All documents subsequently filed by the Registrant pursuant to Section
13(a), 13(c), 14 and 15(d) of the Securities Exchange Act of 1934, prior to the
filing of a post-effective amendment which indicates that all shares offered
have been sold or which deregisters all shares then remaining unsold, shall be
deemed to be incorporated by reference in the registration statement and to be
part hereof from the date of filing of such documents.
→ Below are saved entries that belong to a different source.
//! # Query Selector
//!
//! The selector is a bitmask telling the query circuit which passport
//! attributes to reveal or range-check. The bit layout is fixed by the
//! circuit's public-signal ordering and must be preserved exactly:
//! 18 defined bits, 0 through 17.
//!
//! Selectors are accepted in three literal shapes — binary (`0b1010`),
//! plain decimal (`10`), and hex (`0xA`) — and normalized to a canonical
//! decimal string, so the three shapes are indistinguishable downstream.

use num_bigint::BigUint;
use serde::{Deserialize, Serialize, Serializer};

use crate::error::ParamsError;

/// One position in the query selector bitmask.
///
/// Discriminants are the circuit bit indices. Bits 0-7 reveal an attribute
/// in the public signals; bits 8-15 enable a range check; bits 16-17 switch
/// the citizenship mask between whitelist and blacklist semantics.
#[derive(Debug, Clone, Copy, PartialEq, Eq, Hash)]
#[repr(u8)]
pub enum SelectorBit {
    /// Reveal the nullifier (required for uniqueness checks).
    Nullifier = 0,
    /// Reveal the birth date.
    BirthDate = 1,
    /// Reveal the document expiration date.
    ExpirationDate = 2,
    /// Reveal the holder's name.
    Name = 3,
    /// Reveal the holder's nationality.
    Nationality = 4,
    /// Reveal the holder's citizenship.
    Citizenship = 5,
    /// Reveal the holder's sex.
    Sex = 6,
    /// Reveal the document number.
    DocumentNumber = 7,
    /// Enforce the timestamp lower bound.
    TimestampLowerBound = 8,
    /// Enforce the timestamp upper bound.
    TimestampUpperBound = 9,
    /// Enforce the identity counter lower bound.
    IdentityCounterLowerBound = 10,
    /// Enforce the identity counter upper bound.
    IdentityCounterUpperBound = 11,
    /// Enforce the expiration date lower bound.
    ExpirationDateLowerBound = 12,
    /// Enforce the expiration date upper bound.
    ExpirationDateUpperBound = 13,
    /// Enforce the birth date lower bound.
    BirthDateLowerBound = 14,
    /// Enforce the birth date upper bound.
    BirthDateUpperBound = 15,
    /// Treat the citizenship mask as a whitelist.
    CitizenshipMaskWhitelist = 16,
    /// Treat the citizenship mask as a blacklist.
    CitizenshipMaskBlacklist = 17,
}

impl SelectorBit {
    /// The circuit bit index of this position.
    pub fn index(self) -> u8 {
        self as u8
    }
}

/// A validated query selector, stored in canonical decimal form.
///
/// ```
/// use zkpass_core::Selector;
///
/// let a = Selector::parse("0b1010").unwrap();
/// let b = Selector::parse("10").unwrap();
/// let c = Selector::parse("0xA").unwrap();
/// assert_eq!(a, b);
/// assert_eq!(b, c);
/// assert_eq!(a.to_decimal(), "10");
/// ```
#[derive(Debug, Clone, PartialEq, Eq, Hash)]
pub struct Selector(BigUint);

impl Selector {
    /// Parse a selector literal in any of the three recognized shapes.
    ///
    /// Returns [`ParamsError::InvalidSelectorLiteral`] for anything else.
    pub fn parse(literal: &str) -> Result<Self, ParamsError> {
        parse_uint_literal(literal)
            .map(Self)
            .ok_or_else(|| ParamsError::InvalidSelectorLiteral(literal.to_string()))
    }

    /// Compose a selector from individual bit positions.
    pub fn from_bits<I: IntoIterator<Item = SelectorBit>>(bits: I) -> Self {
        let mut value = BigUint::from(0u8);
        for bit in bits {
            value |= BigUint::from(1u8) << usize::from(bit.index());
        }
        Self(value)
    }

    /// Whether the given bit position is enabled.
    pub fn has_bit(&self, bit: SelectorBit) -> bool {
        (&self.0 >> usize::from(bit.index())) & BigUint::from(1u8) == BigUint::from(1u8)
    }

    /// The canonical decimal-string form consumed by the wire protocol.
    pub fn to_decimal(&self) -> String {
        self.0.to_str_radix(10)
    }
}

impl std::fmt::Display for Selector {
    fn fmt(&self, f: &mut std::fmt::Formatter<'_>) -> std::fmt::Result {
        write!(f, "{}", self.to_decimal())
    }
}

impl std::str::FromStr for Selector {
    type Err = ParamsError;

    fn from_str(s: &str) -> Result<Self, Self::Err> {
        Self::parse(s)
    }
}

impl Serialize for Selector {
    fn serialize<S: Serializer>(&self, serializer: S) -> Result<S::Ok, S::Error> {
        serializer.serialize_str(&self.to_decimal())
    }
}

impl<'de> Deserialize<'de> for Selector {
    fn deserialize<D>(deserializer: D) -> Result<Self, D::Error>
    where
        D: serde::Deserializer<'de>,
    {
        let raw = String::deserialize(deserializer)?;
        Self::parse(&raw).map_err(serde::de::Error::custom)
    }
}

/// Parse a non-negative integer literal in one of the three recognized
/// shapes: `0b…` binary, plain decimal, `0x…` hex. Returns `None` for
/// anything else (including empty digit runs, signs, and whitespace).
pub(crate) fn parse_uint_literal(literal: &str) -> Option<BigUint> {
    if let Some(bits) = literal.strip_prefix("0b") {
        if bits.is_empty() {
            return None;
        }
        return BigUint::parse_bytes(bits.as_bytes(), 2);
    }
    if let Some(digits) = literal.strip_prefix("0x") {
        if digits.is_empty() {
            return None;
        }
        return BigUint::parse_bytes(digits.as_bytes(), 16);
    }
    if literal.is_empty() || !literal.bytes().all(|b| b.is_ascii_digit()) {
        return None;
    }
    BigUint::parse_bytes(literal.as_bytes(), 10)
}
use std::time::Duration;

/// Elements loaded into every container before a trial.
pub const DEFAULT_POPULATE_SIZE: usize = 100_000;
/// Budget after which a trial is cancelled.
pub const DEFAULT_TIMEOUT: Duration = Duration::from_millis(15_000);
/// Instances kept live at once by the memory profiler.
pub const DEFAULT_MEMORY_BATCH: usize = 100;

#[derive(Debug, Clone, PartialEq, Eq)]
pub struct BenchConfig {
   pub populate_size: usize,
   pub timeout: Duration,
   pub memory_batch_size: usize,
}

impl BenchConfig {
   pub fn new(populate_size: usize, timeout: Duration) -> Self {
      Self { populate_size, timeout, ..Self::default() }
   }

   pub fn with_memory_batch_size(mut self, memory_batch_size: usize) -> Self {
      self.memory_batch_size = memory_batch_size;
      self
   }
}

impl Default for BenchConfig {
   fn default() -> Self {
      Self {
         populate_size: DEFAULT_POPULATE_SIZE,
         timeout: DEFAULT_TIMEOUT,
         memory_batch_size: DEFAULT_MEMORY_BATCH,
      }
   }
}
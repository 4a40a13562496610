// Sorted set backed by `std::collections::BTreeSet`.

use crate::abort::{AbortSignal, Guard, Sweep};
use crate::collections::owned_bytes;
use crate::{Collection, OperationError};
use std::collections::BTreeSet;
use std::mem::size_of;

/// Keys per B-tree node in std's implementation.
const NODE_CAPACITY: usize = 11;
/// Parent pointer, parent index and length stored in every node.
const NODE_HEADER: usize = size_of::<usize>() + 2 * size_of::<u16>();

#[derive(Debug, Default)]
pub struct TreeSet {
   items: BTreeSet<String>,
   guard: Guard,
}

impl TreeSet {
   pub fn new() -> Self {
      Self::default()
   }
}

impl Collection for TreeSet {
   fn len(&self) -> usize {
      self.items.len()
   }

   fn add(&mut self, value: String) -> Result<bool, OperationError> {
      self.guard.check()?;
      Ok(self.items.insert(value))
   }

   fn add_all(&mut self, values: &[String]) -> Result<bool, OperationError> {
      self.guard.check()?;
      let mut gate = self.guard.gate();
      let mut changed = false;
      for value in values {
         gate.pass()?;
         changed |= self.items.insert(value.clone());
      }
      Ok(changed)
   }

   fn remove(&mut self, value: &str) -> Result<bool, OperationError> {
      self.guard.check()?;
      Ok(self.items.remove(value))
   }

   fn contains(&self, value: &str) -> Result<bool, OperationError> {
      self.guard.check()?;
      Ok(self.items.contains(value))
   }

   fn remove_all(&mut self, values: &[String]) -> Result<bool, OperationError> {
      self.guard.check()?;
      let mut gate = self.guard.gate();
      let mut changed = false;
      for value in values {
         gate.pass()?;
         changed |= self.items.remove(value);
      }
      Ok(changed)
   }

   fn retain_all(&mut self, values: &[String]) -> Result<bool, OperationError> {
      self.guard.check()?;
      let before = self.items.len();
      let mut sweep = Sweep::new(&self.guard);
      self.items.retain(|item| sweep.visit() && values.contains(item));
      sweep.finish()?;
      Ok(self.items.len() != before)
   }

   fn iter(&self) -> Box<dyn Iterator<Item = &str> + '_> {
      Box::new(self.items.iter().map(String::as_str))
   }

   fn to_array(&self) -> Result<Vec<&str>, OperationError> {
      self.guard.check()?;
      Ok(self.items.iter().map(String::as_str).collect())
   }

   fn clear(&mut self) {
      self.items.clear();
   }

   fn attach(&mut self, signal: AbortSignal) {
      self.guard.attach(signal);
   }

   fn structural_size(&self) -> usize {
      // approximate: leaf nodes only, assuming they are two-thirds full
      let per_node = (NODE_CAPACITY * 2 / 3).max(1);
      let nodes = self.items.len().div_ceil(per_node);
      size_of::<Self>()
         + nodes * (NODE_CAPACITY * size_of::<String>() + NODE_HEADER)
         + owned_bytes(self.items.iter())
   }
}
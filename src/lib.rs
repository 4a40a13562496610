pub mod abort;
pub mod collections;
pub mod config;
pub mod context;
pub mod descriptor;
mod error;
pub mod factory;
pub mod harness;
pub mod memory;
pub mod reclaim;
pub mod results;
pub mod trial;

pub use abort::AbortSignal;
pub use collections::{
   ArrayDeque, ArrayList, DoublyLinkedList, HashedSet, OrderedHashSet, PriorityHeap, TreeSet,
};
pub use config::BenchConfig;
pub use context::DefaultContext;
pub use descriptor::{Capabilities, ContainerDescriptor};
pub use error::{InstantiationError, OperationError};
pub use factory::ContainerFactory;
pub use harness::BenchmarkHarness;
pub use memory::{MemoryProfiler, MemoryResult, Method, TrackingAllocator};
pub use results::ResultStore;
pub use trial::{Elapsed, TimedTrialRunner, TrialResult, TrialSpec};

/// Common interface for all benchmarked containers.
///
/// Elements are owned `String`s. Every fallible operation fails only once
/// the attached abort signal has tripped.
pub trait Collection: Send + 'static {
   fn len(&self) -> usize;

   fn is_empty(&self) -> bool {
      self.len() == 0
   }

   /// Returns `false` when a set already held `value`.
   fn add(&mut self, value: String) -> Result<bool, OperationError>;

   fn add_all(&mut self, values: &[String]) -> Result<bool, OperationError>;

   /// Removes the first occurrence of `value`.
   fn remove(&mut self, value: &str) -> Result<bool, OperationError>;

   fn contains(&self, value: &str) -> Result<bool, OperationError>;

   fn contains_all(&self, values: &[String]) -> Result<bool, OperationError> {
      for value in values {
         if !self.contains(value)? {
            return Ok(false);
         }
      }
      Ok(true)
   }

   /// Removes every element that is also in `values`.
   fn remove_all(&mut self, values: &[String]) -> Result<bool, OperationError>;

   /// Keeps only the elements that are also in `values`.
   fn retain_all(&mut self, values: &[String]) -> Result<bool, OperationError>;

   fn iter(&self) -> Box<dyn Iterator<Item = &str> + '_>;

   /// Snapshot of the elements in iteration order.
   fn to_array(&self) -> Result<Vec<&str>, OperationError>;

   fn clear(&mut self);

   /// Positional read, `None` for containers that are not index-addressable.
   fn get(&self, _index: usize) -> Option<&str> {
      None
   }

   fn index_of(&self, _value: &str) -> Result<Option<usize>, OperationError> {
      Ok(None)
   }

   /// Binds the container to a trial's abort signal.
   fn attach(&mut self, signal: AbortSignal);

   /// Computed heap footprint: header, per-element overhead, owned bytes.
   fn structural_size(&self) -> usize;
}
// Static registry of container constructors, keyed by descriptor name.

use crate::collections::{
   ArrayDeque, ArrayList, DoublyLinkedList, HashedSet, OrderedHashSet, PriorityHeap, TreeSet,
};
use crate::{Collection, ContainerDescriptor, InstantiationError};
use std::collections::HashMap;

/// Builds a fresh, empty instance.
pub type Constructor = fn() -> Box<dyn Collection>;

fn boxed<C: Collection + Default>() -> Box<dyn Collection> {
   Box::new(C::default())
}

#[derive(Debug, Default, Clone)]
pub struct ContainerFactory {
   constructors: HashMap<String, Constructor>,
}

impl ContainerFactory {
   /// A factory with nothing registered.
   pub fn new() -> Self {
      Self::default()
   }

   /// A factory that knows every `ContainerDescriptor::standard()` entry.
   pub fn standard() -> Self {
      let mut factory = Self::new();
      factory.register(&ContainerDescriptor::array_list(), boxed::<ArrayList>);
      factory.register(&ContainerDescriptor::linked_list(), boxed::<DoublyLinkedList>);
      factory.register(&ContainerDescriptor::hash_set(), boxed::<HashedSet>);
      factory.register(&ContainerDescriptor::ordered_hash_set(), boxed::<OrderedHashSet>);
      factory.register(&ContainerDescriptor::tree_set(), boxed::<TreeSet>);
      factory.register(&ContainerDescriptor::priority_heap(), boxed::<PriorityHeap>);
      factory.register(&ContainerDescriptor::array_deque(), boxed::<ArrayDeque>);
      factory
   }

   /// Registers (or replaces) the constructor for `descriptor`.
   pub fn register(&mut self, descriptor: &ContainerDescriptor, constructor: Constructor) {
      self.constructors.insert(descriptor.name().to_owned(), constructor);
   }

   pub fn is_registered(&self, descriptor: &ContainerDescriptor) -> bool {
      self.constructors.contains_key(descriptor.name())
   }

   pub fn create(
      &self,
      descriptor: &ContainerDescriptor,
   ) -> Result<Box<dyn Collection>, InstantiationError> {
      self.constructors
         .get(descriptor.name())
         .map(|constructor| constructor())
         .ok_or_else(|| InstantiationError::new(descriptor.name()))
   }
}
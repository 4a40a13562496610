use std::borrow::Cow;
use std::fmt;

/// The List / Set / Queue behaviours a container exposes.
#[derive(Debug, Clone, Copy, Default, PartialEq, Eq, Hash, PartialOrd, Ord)]
pub struct Capabilities {
   pub list: bool,
   pub set: bool,
   pub queue: bool,
}

impl Capabilities {
   pub const NONE: Self = Self { list: false, set: false, queue: false };
   pub const LIST: Self = Self { list: true, set: false, queue: false };
   pub const SET: Self = Self { list: false, set: true, queue: false };
   pub const QUEUE: Self = Self { list: false, set: false, queue: true };

   pub const fn union(self, other: Self) -> Self {
      Self {
         list: self.list || other.list,
         set: self.set || other.set,
         queue: self.queue || other.queue,
      }
   }

   /// The timed task list only applies to lists, sets and queues.
   pub fn is_benchmarkable(&self) -> bool {
      self.list || self.set || self.queue
   }
}

/// Identifies one container implementation under test.
///
/// Ordered by name, which is also the factory's registry key.
#[derive(Debug, Clone, PartialEq, Eq, Hash, PartialOrd, Ord)]
pub struct ContainerDescriptor {
   name: Cow<'static, str>,
   capabilities: Capabilities,
}

impl ContainerDescriptor {
   pub fn new(name: impl Into<Cow<'static, str>>, capabilities: Capabilities) -> Self {
      Self { name: name.into(), capabilities }
   }

   pub fn name(&self) -> &str {
      &self.name
   }

   pub fn capabilities(&self) -> Capabilities {
      self.capabilities
   }

   pub fn array_list() -> Self {
      Self::new("Vec", Capabilities::LIST)
   }

   pub fn linked_list() -> Self {
      Self::new("LinkedList", Capabilities::LIST.union(Capabilities::QUEUE))
   }

   pub fn hash_set() -> Self {
      Self::new("HashSet", Capabilities::SET)
   }

   pub fn ordered_hash_set() -> Self {
      Self::new("OrderedHashSet", Capabilities::SET)
   }

   pub fn tree_set() -> Self {
      Self::new("BTreeSet", Capabilities::SET)
   }

   pub fn priority_heap() -> Self {
      Self::new("BinaryHeap", Capabilities::QUEUE)
   }

   pub fn array_deque() -> Self {
      Self::new("VecDeque", Capabilities::QUEUE)
   }

   /// The seven standard implementations, in benchmark order.
   pub fn standard() -> Vec<Self> {
      vec![
         Self::array_list(),
         Self::linked_list(),
         Self::hash_set(),
         Self::ordered_hash_set(),
         Self::tree_set(),
         Self::priority_heap(),
         Self::array_deque(),
      ]
   }

   /// Standard descriptor by name.
   pub fn find(name: &str) -> Option<Self> {
      Self::standard().into_iter().find(|descriptor| descriptor.name() == name)
   }
}

impl fmt::Display for ContainerDescriptor {
   fn fmt(&self, f: &mut fmt::Formatter<'_>) -> fmt::Result {
      f.write_str(&self.name)
   }
}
Item 4. DESCRIPTION OF SECURITIES
Not Applicable.
Item 5. INTERESTS OF NAMED EXPERTS AND COUNSEL
Jose M. de Lasa, Esq., Senior Vice-President, General Counsel and
Secretary of the Registrant, whose opinion is included herewith as Exhibit 5,
beneficially owned as of September 24, 1996, approximately 20,057 Common
Shares of the Registrant (this amount includes approximately 57 shares held
for the benefit of Mr. de Lasa in the Abbott Laboratories Stock Retirement
Trust pursuant to the Abbott Laboratories Stock Retirement Plan) and held
options to acquire 130,002 Common Shares of which options to purchase 26,668
Common Shares are currently exercisable.
Item 6. INDEMNIFICATION OF DIRECTORS AND OFFICERS
Restated Article R-VI of the Registrant's Restated Articles of
Incorporation provides that the Registrant shall, in the case of persons who are
or were directors or officers of the Registrant, and may, as to such other
persons, indemnify to the fullest extent permitted by law any person who was or
is a party, or is threatened to be made a party, to any threatened, pending or
completed action, suit or proceeding, whether civil, criminal, administrative or
investigative, by reason of the fact that he or she is or was a director,
officer, employee or agent of the Registrant, or is or was serving at the
request of the Registrant as a director, officer, employee or agent of another
corporation, partnership, joint venture, trust or other enterprise. The
provisions of Article R-VI are applicable to all expenses (including attorneys'
fees), judgements, fines and amounts paid in settlement actually and reasonably
incurred in connection with such action, suit or proceeding. Expenses incurred
in defending a civil or criminal action, suit or proceeding may be paid by the
Registrant in advance of the final disposition of such action, suit or
proceeding, as authorized by the Registrant's Board of Directors in the specific
case, upon receipt of an undertaking by or on behalf of the director, officer,
employee or agent to repay such amount, unless it shall ultimately be determined
that he/she is entitled to indemnification.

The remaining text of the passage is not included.